A weak gluteus medius will cause the pelvis to drop on the opposite side, placing more stress on the knee.
Gluteus Medius Dysfunction can be caused by two factors
The muscle is too weak
The muscle is overworked and fatigued
What Happens if Your Gluteus Medius is Weak While Running?
A weak muscle can cause increased stress in other muscles and structures around it. Collapsing of the knee or a pelvic drop while running, shown in the images above, can place additional force on the knee or ankle which may lead to the development of low back pain, knee, ankle or foot injuries. Having a strong gluteus medius and other hip muscles is especially important as you increase your running distance or intensity.
Training your gluteus medius so that it has enough strength and endurance is important for safe, efficient walking and running, and preventing future injuries.
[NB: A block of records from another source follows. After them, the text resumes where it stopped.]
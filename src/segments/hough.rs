use super::segment::LineSegment;
use crate::angle::normalize_half_pi;
use serde::{Deserialize, Serialize};

/// Polar line `x cos θ + y sin θ = ρ` as reported by a standard Hough
/// transform.
#[derive(Clone, Copy, Debug, PartialEq, Serialize, Deserialize)]
pub struct HoughLine {
    pub rho: f32,
    pub theta: f32,
}

impl HoughLine {
    pub fn new(rho: f32, theta: f32) -> Self {
        Self { rho, theta }
    }

    /// Column where the line crosses row `y`, if the line is not horizontal.
    pub fn x_at_row(&self, y: f32) -> Option<f32> {
        let c = self.theta.cos();
        if c == 0.0 {
            return None;
        }
        let x = (self.rho - y * self.theta.sin()) / c;
        x.is_finite().then_some(x)
    }

    /// Clips the line to the first and last image rows.
    ///
    /// The resulting segment keeps `theta` as its angle. Returns `None` for
    /// lines that never cross those rows at a finite column.
    pub fn to_segment(&self, height: f32) -> Option<LineSegment> {
        let top = self.x_at_row(0.0)?;
        let bottom = self.x_at_row(height)?;
        Some(LineSegment::new(
            [top, 0.0],
            [bottom, height],
            normalize_half_pi(self.theta),
        ))
    }
}
#![doc = include_str!("../README.md")]

// Public modules (stable-ish surface)
pub mod detector;
pub mod diagnostics;
pub mod geometry;
pub mod tracker;
pub mod types;

// Building blocks – public so callers can run single stages on their own
// segment sets.
pub mod angle;
pub mod estimator;
pub mod mode;
pub mod segments;
pub mod vote;

// Tooling
pub mod config;
pub mod io;
pub mod logger;

// --- High-level re-exports -------------------------------------------------

pub use crate::detector::{ConvergenceDetector, DetectorParams};
pub use crate::geometry::ConvergencePoint;
pub use crate::types::{FrameResult, FrameSegments};

pub use crate::estimator::ConvergenceEstimator;
pub use crate::mode::{extract_mode, MODE_NOT_FOUND};
pub use crate::segments::{HoughLine, LineSegment};
pub use crate::tracker::{TemporalTracker, TrackerParams, TrackerState, TrackingBand};
pub use crate::vote::{AxisVotes, IntersectionVoter, VoteHistogram};

// --- Prelude ---------------------------------------------------------------

/// Small prelude for quick experiments.
///
/// ```no_run
/// use lane_convergence::prelude::*;
///
/// # fn main() {
/// let segments = vec![
///     LineSegment::from_endpoints([100.0, 600.0], [200.0, 500.0]),
///     LineSegment::from_endpoints([700.0, 600.0], [600.0, 500.0]),
/// ];
/// let frame = FrameSegments::with_segments(800, 600, segments);
///
/// let mut det = ConvergenceDetector::new(DetectorParams::default());
/// let res = det.process(&frame);
/// println!("point={:?} confirmed={}", res.point, res.confirmed);
/// # }
/// ```
pub mod prelude {
    pub use crate::segments::{HoughLine, LineSegment};
    pub use crate::{ConvergenceDetector, DetectorParams, FrameResult, FrameSegments};
}
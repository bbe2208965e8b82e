use crate::angle::normal_angle;
use crate::geometry::Point;
use serde::{Deserialize, Serialize};

/// Line segment handed over by the upstream line detector.
///
/// `angle` is the Hough normal angle of the supporting line in [0, π); it is
/// what the convergence filter compares, the endpoints only fix the line.
#[derive(Clone, Copy, Debug, PartialEq, Serialize, Deserialize)]
pub struct LineSegment {
    pub p0: Point,
    pub p1: Point,
    pub angle: f32,
}

impl LineSegment {
    pub fn new(p0: Point, p1: Point, angle: f32) -> Self {
        Self { p0, p1, angle }
    }

    /// Builds a segment whose angle is derived from the endpoint direction.
    pub fn from_endpoints(p0: Point, p1: Point) -> Self {
        let dir = [p1[0] - p0[0], p1[1] - p0[1]];
        Self::new(p0, p1, normal_angle(dir))
    }

    pub fn length(&self) -> f32 {
        let dx = self.p1[0] - self.p0[0];
        let dy = self.p1[1] - self.p0[1];
        (dx * dx + dy * dy).sqrt()
    }

    /// Translates both endpoints, e.g. from ROI to full-frame coordinates.
    pub fn shifted(&self, offset: [f32; 2]) -> Self {
        Self {
            p0: [self.p0[0] + offset[0], self.p0[1] + offset[1]],
            p1: [self.p1[0] + offset[0], self.p1[1] + offset[1]],
            angle: self.angle,
        }
    }

    pub fn is_finite(&self) -> bool {
        self.p0.iter().chain(self.p1.iter()).all(|v| v.is_finite()) && self.angle.is_finite()
    }
}
#![allow(dead_code)]

pub mod synthetic_frames;
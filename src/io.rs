//! I/O helpers for frame sequences and JSON reports.
//!
//! - `load_frames`: read a JSON array of [`FrameSegments`].
//! - `write_json_file`: pretty-print a serializable value to disk.
use crate::types::FrameSegments;
use serde::Serialize;
use std::fs;
use std::path::Path;

/// Load a frame sequence previously dumped by the line detector.
pub fn load_frames(path: &Path) -> Result<Vec<FrameSegments>, String> {
    let data = fs::read_to_string(path)
        .map_err(|e| format!("Failed to read frames {}: {e}", path.display()))?;
    serde_json::from_str(&data)
        .map_err(|e| format!("Failed to parse frames {}: {e}", path.display()))
}

/// Serialize a value as pretty JSON to `path`, creating parent directories.
pub fn write_json_file<T: Serialize>(path: &Path, value: &T) -> Result<(), String> {
    ensure_parent_dir(path)?;
    let json = serde_json::to_string_pretty(value)
        .map_err(|e| format!("Failed to serialize JSON for {}: {e}", path.display()))?;
    fs::write(path, json).map_err(|e| format!("Failed to write JSON {}: {e}", path.display()))
}

fn ensure_parent_dir(path: &Path) -> Result<(), String> {
    if let Some(parent) = path.parent() {
        if !parent.as_os_str().is_empty() {
            fs::create_dir_all(parent)
                .map_err(|e| format!("Failed to create {}: {e}", parent.display()))?;
        }
    }
    Ok(())
}

#[cfg(test)]
mod tests {
    use super::*;
    use crate::segments::{HoughLine, LineSegment};

    #[test]
    fn frames_round_trip_through_disk() {
        let dir = tempfile::tempdir().expect("tempdir");
        let path = dir.path().join("nested").join("frames.json");
        let frames = vec![
            FrameSegments::with_segments(
                800,
                600,
                vec![LineSegment::new([1.0, 2.0], [3.0, 4.0], 0.7)],
            ),
            FrameSegments {
                width: 800,
                height: 600,
                segments: Vec::new(),
                hough_lines: vec![HoughLine::new(120.0, 2.1)],
            },
        ];
        write_json_file(&path, &frames).expect("write");
        let loaded = load_frames(&path).expect("load");
        assert_eq!(loaded.len(), 2);
        assert_eq!(loaded[0].segments, frames[0].segments);
        assert_eq!(loaded[1].hough_lines, frames[1].hough_lines);
    }

    #[test]
    fn missing_lists_default_to_empty() {
        let dir = tempfile::tempdir().expect("tempdir");
        let path = dir.path().join("frames.json");
        fs::write(&path, r#"[{ "width": 640, "height": 480 }]"#).expect("write");
        let loaded = load_frames(&path).expect("load");
        assert_eq!(loaded[0].width, 640);
        assert!(loaded[0].segments.is_empty());
        assert!(loaded[0].hough_lines.is_empty());
    }

    #[test]
    fn missing_file_reports_path() {
        let err = load_frames(Path::new("/definitely/not/here.json")).unwrap_err();
        assert!(err.contains("/definitely/not/here.json"), "err={err}");
    }
}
How Do I Train My Gluteus Medius?
So how do you go about training your gluteus medius? Gluteus Medius is most active when performing isolated single-limb exercises. Check out the video on the right to learn more about what exercises help strengthen the gluteus medius. Book an appointment at Westcoast SCI with our physiotherapy or kinesiology team to learn more. Our individualized running assessment, with our running specialists is a great way to help improve your running technique or address running related pain.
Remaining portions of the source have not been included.